Para mais informações ou esclarecimentos, entre em contato com a equipe de consultoria do VLF Advogados.
Marcus Drumond
Trainee da Equipe de Consultoria do VLF Advogados
Clara Carvalho
Estagiária da Equipe de Consultoria do VLF Advogados
(1) Art. 28 As aquisições ou os arrendamentos de imóvel rural por pessoa estrangeira, realizados em descompasso com a Lei n. 5.709, de 07 de outubro de 1971, até a data da publicação desta Instrução Normativa poderão ser regularizados nas seguintes hipóteses: I - quando o(a) estrangeiro(a) for casado(a) com brasileira(o) e que tenha filhos brasileiros ou estrangeiros residentes no Brasil; II - após análise, com base nos parâmetros deste diploma normativo constatando a plausibilidade e juridicidade do pedido, em havendo requerimento junto ao INCRA e autuação de processo.
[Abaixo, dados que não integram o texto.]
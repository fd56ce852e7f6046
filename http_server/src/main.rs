//! Main entry point for the file service binary

use anyhow::Result;
use pan_core::{
    config::LoggingConfig, create_app, logging::parse_level, run_server, AppConfig, AppState,
    FileManager, FileManagerConfig, TracingLogger,
};
use std::net::SocketAddr;
use tracing::info;
use tracing_subscriber::{fmt, prelude::*, EnvFilter};

#[tokio::main]
async fn main() -> Result<()> {
    let config = AppConfig::load()
        .map_err(|e| anyhow::anyhow!("Failed to load configuration: {}", e))?;

    init_tracing(&config.logging);

    info!("Configuration loaded successfully");
    info!("Server will bind to: {}", config.bind_address());

    let addr: SocketAddr = config
        .bind_address()
        .parse()
        .map_err(|e| anyhow::anyhow!("Invalid bind address: {}", e))?;

    let logger = TracingLogger::shared("file_manager");
    let file_manager = FileManager::new(FileManagerConfig::from(&config.files), logger.clone());

    if let Err(e) = file_manager.initialize().await {
        logger.fatal(&format!(
            "Failed to create upload directory {}: {}",
            config.files.upload_dir.display(),
            e
        ));
    }

    info!(
        "Serving files from {} (max upload {} MB)",
        config.files.upload_dir.display(),
        config.files.max_file_size_mb
    );

    let state = AppState::new(file_manager, logger);
    let app = create_app(state);

    run_server(app, addr).await?;

    info!("Server shutdown complete");
    Ok(())
}

fn init_tracing(config: &LoggingConfig) {
    let env_filter = EnvFilter::try_from_default_env().unwrap_or_else(|_| {
        let level = parse_level(&config.level).to_string().to_lowercase();
        format!(
            "pan_core={level},{}={level},tower_http=debug",
            env!("CARGO_CRATE_NAME").replace('-', "_"),
        )
        .into()
    });

    let fmt_layer = fmt::layer()
        .with_target(true)
        .with_thread_ids(true)
        .with_thread_names(true)
        .with_file(true)
        .with_line_number(true);

    let is_json = std::env::var("LOG_FORMAT")
        .map(|v| v.to_lowercase() == "json")
        .unwrap_or_else(|_| config.format == "json");

    if is_json {
        tracing_subscriber::registry()
            .with(env_filter)
            .with(fmt_layer.json())
            .init();
    } else {
        tracing_subscriber::registry()
            .with(env_filter)
            .with(fmt_layer.pretty())
            .init();
    }
}
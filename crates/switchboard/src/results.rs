//! Result handlers.
//!
//! A results handler is a capability registered alongside a command that
//! post-processes the result values of a successful invocation. Multiple
//! handlers compose in registration order; the first error stops the chain
//! and surfaces as the dispatch error.

use std::io::Write;
use std::sync::{Arc, Mutex};

use serde_json::Value;

use crate::serialize;

/// Post-processing capability for successful invocation results.
pub trait ResultsHandler: Send + Sync {
    /// Handles the result values of one invocation.
    fn handle_results(&self, results: &[Value]) -> Result<(), anyhow::Error>;
}

/// Shared handle to a results handler, as stored by the registry.
pub type ResultsHandlerRef = Arc<dyn ResultsHandler>;

struct FnResultsHandler<F>(F);

impl<F> ResultsHandler for FnResultsHandler<F>
where
    F: Fn(&[Value]) -> Result<(), anyhow::Error> + Send + Sync,
{
    fn handle_results(&self, results: &[Value]) -> Result<(), anyhow::Error> {
        (self.0)(results)
    }
}

/// Creates a results handler from a closure.
pub fn from_fn<F>(f: F) -> ResultsHandlerRef
where
    F: Fn(&[Value]) -> Result<(), anyhow::Error> + Send + Sync + 'static,
{
    Arc::new(FnResultsHandler(f))
}

/// Writes each result value on its own line.
///
/// String values print bare; everything else prints as compact JSON.
pub fn print_to<W>(writer: W) -> ResultsHandlerRef
where
    W: Write + Send + 'static,
{
    let writer = Mutex::new(writer);
    from_fn(move |results| {
        let mut w = writer
            .lock()
            .map_err(|_| anyhow::anyhow!("results writer poisoned"))?;
        for value in results {
            match value {
                Value::String(s) => writeln!(w, "{s}")?,
                other => writeln!(w, "{other}")?,
            }
        }
        Ok(())
    })
}

/// [`print_to`] standard output.
pub fn print_to_stdout() -> ResultsHandlerRef {
    print_to(std::io::stdout())
}

/// Writes the collapsed result value as pretty JSON, followed by a newline.
pub fn json_to<W>(writer: W) -> ResultsHandlerRef
where
    W: Write + Send + 'static,
{
    let writer = Mutex::new(writer);
    from_fn(move |results| {
        let text = serialize::to_json(results)?;
        let mut w = writer
            .lock()
            .map_err(|_| anyhow::anyhow!("results writer poisoned"))?;
        writeln!(w, "{text}")?;
        Ok(())
    })
}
(2) Art. 28. As aquisições ou os arrendamentos de imóveis rurais por pessoa natural estrangeira, realizadas em descompasso com a Lei n. 5.709, de 7 de outubro de 1971, até a data da publicação desta Instrução Normativa poderão ser regularizados no Sistema de Nacional de Cadastro Rural - SNCR nas seguintes hipóteses: I - quando o(a) estrangeiro(a) for casado(a) com brasileira(o) e que tenha filhos brasileiros ou estrangeiros residentes no Brasil, na condição de indeterminada ou no caso de naturalização após a aquisição desde que: a) Não ultrapasse o limite de 50 MEI, em área contínua ou descontínua; b) Não ultrapasse o limite de 25% (vinte e cinco por cento) da área total do município em mãos de estrangeiros; c) Não ultrapasse o limite de 10% (dez por cento) da área total do município por estrangeiro da mesma nacionalidade; e d) Não se localize em faixa de fronteira e nem em área considerada indispensável à segurança nacional.
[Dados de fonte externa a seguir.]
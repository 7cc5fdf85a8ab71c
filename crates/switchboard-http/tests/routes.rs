//! Request-to-response coverage for command routes, driven through the
//! router with `tower::ServiceExt::oneshot`.

use std::collections::HashMap;
use std::sync::Arc;

use axum::body::Body;
use axum::http::{Request, StatusCode};
use axum::routing::{get, post};
use axum::Router;
use http_body_util::BodyExt;
use serde_json::{json, Value};
use switchboard::{Arg, ArgKind, CommandContext, Extensions};
use switchboard_http::CommandRoute;
use tower::ServiceExt;

async fn body_json(response: axum::response::Response) -> Value {
    let bytes = response.into_body().collect().await.unwrap().to_bytes();
    serde_json::from_slice(&bytes).unwrap()
}

async fn body_text(response: axum::response::Response) -> String {
    let bytes = response.into_body().collect().await.unwrap().to_bytes();
    String::from_utf8(bytes.to_vec()).unwrap()
}

fn greet_route() -> CommandRoute {
    CommandRoute::new(
        "greet",
        |name: String| Ok::<_, anyhow::Error>(format!("Hello, {name}")),
        vec![Arg::new("name", ArgKind::Str)],
    )
}

#[tokio::test]
async fn path_variable_feeds_the_argument() {
    let app = Router::new().route("/greet/:name", get(greet_route().into_handler()));
    let response = app
        .oneshot(Request::get("/greet/World").body(Body::empty()).unwrap())
        .await
        .unwrap();
    assert_eq!(response.status(), StatusCode::OK);
    assert_eq!(body_json(response).await, json!("Hello, World"));
}

#[tokio::test]
async fn missing_argument_is_bad_request() {
    let app = Router::new().route("/greet", get(greet_route().into_handler()));
    let response = app
        .oneshot(Request::get("/greet").body(Body::empty()).unwrap())
        .await
        .unwrap();
    assert_eq!(response.status(), StatusCode::BAD_REQUEST);
    assert!(body_text(response)
        .await
        .contains("missing required argument 'name'"));
}

#[tokio::test]
async fn query_parameters_merge_with_semicolon_join() {
    let route = CommandRoute::new(
        "tags",
        |tags: String| Ok::<_, anyhow::Error>(tags),
        vec![Arg::new("tags", ArgKind::Str)],
    )
    .with_query_params();
    let app = Router::new().route("/tags", get(route.into_handler()));
    let response = app
        .oneshot(
            Request::get("/tags?tags=a&tags=&tags=b")
                .body(Body::empty())
                .unwrap(),
        )
        .await
        .unwrap();
    assert_eq!(response.status(), StatusCode::OK);
    assert_eq!(body_json(response).await, json!("a;b"));
}

#[tokio::test]
async fn unit_result_is_no_content() {
    let route = CommandRoute::new("ping", || Ok::<_, anyhow::Error>(()), vec![]);
    let app = Router::new().route("/ping", get(route.into_handler()));
    let response = app
        .oneshot(Request::get("/ping").body(Body::empty()).unwrap())
        .await
        .unwrap();
    assert_eq!(response.status(), StatusCode::NO_CONTENT);
}

#[tokio::test]
async fn handler_error_is_internal_server_error() {
    let route = CommandRoute::new(
        "fail",
        || Err::<(), _>(anyhow::anyhow!("backend unavailable")),
        vec![],
    );
    let app = Router::new().route("/fail", get(route.into_handler()));
    let response = app
        .oneshot(Request::get("/fail").body(Body::empty()).unwrap())
        .await
        .unwrap();
    assert_eq!(response.status(), StatusCode::INTERNAL_SERVER_ERROR);
    assert!(body_text(response).await.contains("backend unavailable"));
}

#[tokio::test]
async fn handler_panic_is_contained_as_internal_server_error() {
    let route = CommandRoute::new(
        "div",
        |a: i64, b: i64| Ok::<_, anyhow::Error>(a / b),
        vec![Arg::new("a", ArgKind::Int), Arg::new("b", ArgKind::Int)],
    )
    .with_query_params();
    let app = Router::new().route("/div", get(route.into_handler()));
    let response = app
        .oneshot(Request::get("/div?a=1&b=0").body(Body::empty()).unwrap())
        .await
        .unwrap();
    assert_eq!(response.status(), StatusCode::INTERNAL_SERVER_ERROR);
    assert!(body_text(response).await.contains("panicked"));
}

#[tokio::test]
async fn request_body_feeds_a_named_argument() {
    let route = CommandRoute::new(
        "echo",
        |text: String| Ok::<_, anyhow::Error>(text.to_uppercase()),
        vec![Arg::new("text", ArgKind::Str)],
    )
    .body_arg("text");
    let app = Router::new().route("/echo", post(route.into_handler()));
    let response = app
        .oneshot(Request::post("/echo").body(Body::from("hello")).unwrap())
        .await
        .unwrap();
    assert_eq!(response.status(), StatusCode::OK);
    assert_eq!(body_json(response).await, json!("HELLO"));
}

#[tokio::test]
async fn body_fed_composite_argument() {
    let route = CommandRoute::new(
        "sum",
        |numbers: Value| {
            let total: i64 = numbers
                .as_array()
                .map(|a| a.iter().filter_map(Value::as_i64).sum())
                .unwrap_or(0);
            Ok::<_, anyhow::Error>(total)
        },
        vec![Arg::new("numbers", ArgKind::Json)],
    )
    .body_arg("numbers");
    let app = Router::new().route("/sum", post(route.into_handler()));
    let response = app
        .oneshot(Request::post("/sum").body(Body::from("[1, 2, 3]")).unwrap())
        .await
        .unwrap();
    assert_eq!(response.status(), StatusCode::OK);
    assert_eq!(body_json(response).await, json!(6));
}

#[tokio::test]
async fn body_argument_conflicting_with_path_variable_is_rejected() {
    let route = CommandRoute::new(
        "echo",
        |text: String| Ok::<_, anyhow::Error>(text),
        vec![Arg::new("text", ArgKind::Str)],
    )
    .body_arg("text");
    let app = Router::new().route("/echo/:text", post(route.into_handler()));
    let response = app
        .oneshot(
            Request::post("/echo/already-here")
                .body(Body::from("from the body"))
                .unwrap(),
        )
        .await
        .unwrap();
    assert_eq!(response.status(), StatusCode::INTERNAL_SERVER_ERROR);
    assert!(body_text(response).await.contains("already bound"));
}

#[tokio::test]
async fn json_body_fields_flatten_into_arguments() {
    let route = CommandRoute::new(
        "resize",
        |width: i64, height: i64, label: String| {
            Ok::<_, anyhow::Error>(format!("{label}: {width}x{height}"))
        },
        vec![
            Arg::new("width", ArgKind::Int),
            Arg::new("height", ArgKind::Int),
            Arg::new("label", ArgKind::Str),
        ],
    )
    .json_body_fields();
    let app = Router::new().route("/resize", post(route.into_handler()));
    let response = app
        .oneshot(
            Request::post("/resize")
                .body(Body::from(
                    json!({"width": 800, "height": 600, "label": "thumbnail"}).to_string(),
                ))
                .unwrap(),
        )
        .await
        .unwrap();
    assert_eq!(response.status(), StatusCode::OK);
    assert_eq!(body_json(response).await, json!("thumbnail: 800x600"));
}

#[tokio::test]
async fn mapped_json_body_fields_rename_and_restrict() {
    let route = CommandRoute::new(
        "resize",
        |width: i64| Ok::<_, anyhow::Error>(width * 2),
        vec![Arg::new("width", ArgKind::Int)],
    )
    .map_json_body_fields(HashMap::from([("w".to_owned(), "width".to_owned())]));
    let app = Router::new().route("/resize", post(route.into_handler()));
    let response = app
        .oneshot(
            Request::post("/resize")
                .body(Body::from(json!({"w": 21, "ignored": true}).to_string()))
                .unwrap(),
        )
        .await
        .unwrap();
    assert_eq!(response.status(), StatusCode::OK);
    assert_eq!(body_json(response).await, json!(42));
}

#[tokio::test]
async fn malformed_json_body_is_bad_request() {
    let route = CommandRoute::new(
        "resize",
        |width: i64| Ok::<_, anyhow::Error>(width),
        vec![Arg::new("width", ArgKind::Int)],
    )
    .json_body_fields();
    let app = Router::new().route("/resize", post(route.into_handler()));
    let response = app
        .oneshot(
            Request::post("/resize")
                .body(Body::from("{not json"))
                .unwrap(),
        )
        .await
        .unwrap();
    assert_eq!(response.status(), StatusCode::BAD_REQUEST);
}

#[tokio::test]
async fn app_state_reaches_the_handler_context() {
    struct Greeting(&'static str);

    let mut state = Extensions::new();
    state.insert(Greeting("Welcome"));
    let route = CommandRoute::new(
        "greet",
        |ctx: &CommandContext, name: String| {
            let greeting = ctx.app_state.get_required::<Greeting>()?;
            Ok::<_, anyhow::Error>(format!("{}, {name}", greeting.0))
        },
        vec![Arg::new("name", ArgKind::Str)],
    )
    .with_app_state(Arc::new(state));
    let app = Router::new().route("/greet/:name", get(route.into_handler()));
    let response = app
        .oneshot(Request::get("/greet/Ada").body(Body::empty()).unwrap())
        .await
        .unwrap();
    assert_eq!(response.status(), StatusCode::OK);
    assert_eq!(body_json(response).await, json!("Welcome, Ada"));
}

#[tokio::test]
async fn multiple_path_variables_and_defaults() {
    let route = CommandRoute::new(
        "move",
        |from: String, to: String, force: bool| {
            Ok::<_, anyhow::Error>(format!("{from} -> {to} (force: {force})"))
        },
        vec![
            Arg::new("from", ArgKind::Str),
            Arg::new("to", ArgKind::Str),
            Arg::new("force", ArgKind::Bool).default_value("false"),
        ],
    )
    .with_query_params();
    let app = Router::new().route("/move/:from/:to", get(route.into_handler()));

    let response = app
        .clone()
        .oneshot(Request::get("/move/a/b").body(Body::empty()).unwrap())
        .await
        .unwrap();
    assert_eq!(body_json(response).await, json!("a -> b (force: false)"));

    let response = app
        .oneshot(
            Request::get("/move/a/b?force=true")
                .body(Body::empty())
                .unwrap(),
        )
        .await
        .unwrap();
    assert_eq!(body_json(response).await, json!("a -> b (force: true)"));
}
(3) Art. 28 (...): II - o(a) estrangeiro(a) transfere o domínio do imóvel rural para brasileiro. III - o(a) estrangeiro(a) tenha adquirido o imóvel rural em data anterior a 7 de outubro de 1972.
(4) Nos casos em que o imóvel adquirido ou arrendado descumprir os limites de MEI, porcentagem do município e localização em áreas específicas, a Corregedoria Geral de Justiça do Estado deve manifestar-se em prol ou contra o cabimento do registro.
(5) II. PESSOA JURÍDICA: a) O estrangeiro, pessoa jurídica estrangeira ou a ela equiparada, com imóvel rural registrado em seu nome, cuja aquisição violou as prescrições legais, e, transferido posteriormente para adquirente brasileiro de boa-fé, desde que seja comprovado a situação; e b) A pessoa jurídica estrangeira ou brasileira a ela equiparada que adquiriu imóvel rural violando as prescrições legais, com a lavratura da escritura pública ou registrado em seu nome, desde que seja comprovado a situação, nos termos da Instrução Normativa Conjunta MDA/MAPA/MDIC/MTur/INCRA nº 1 de 2012 e Portaria Interministerial nº 4, de 26 de fevereiro de 2014.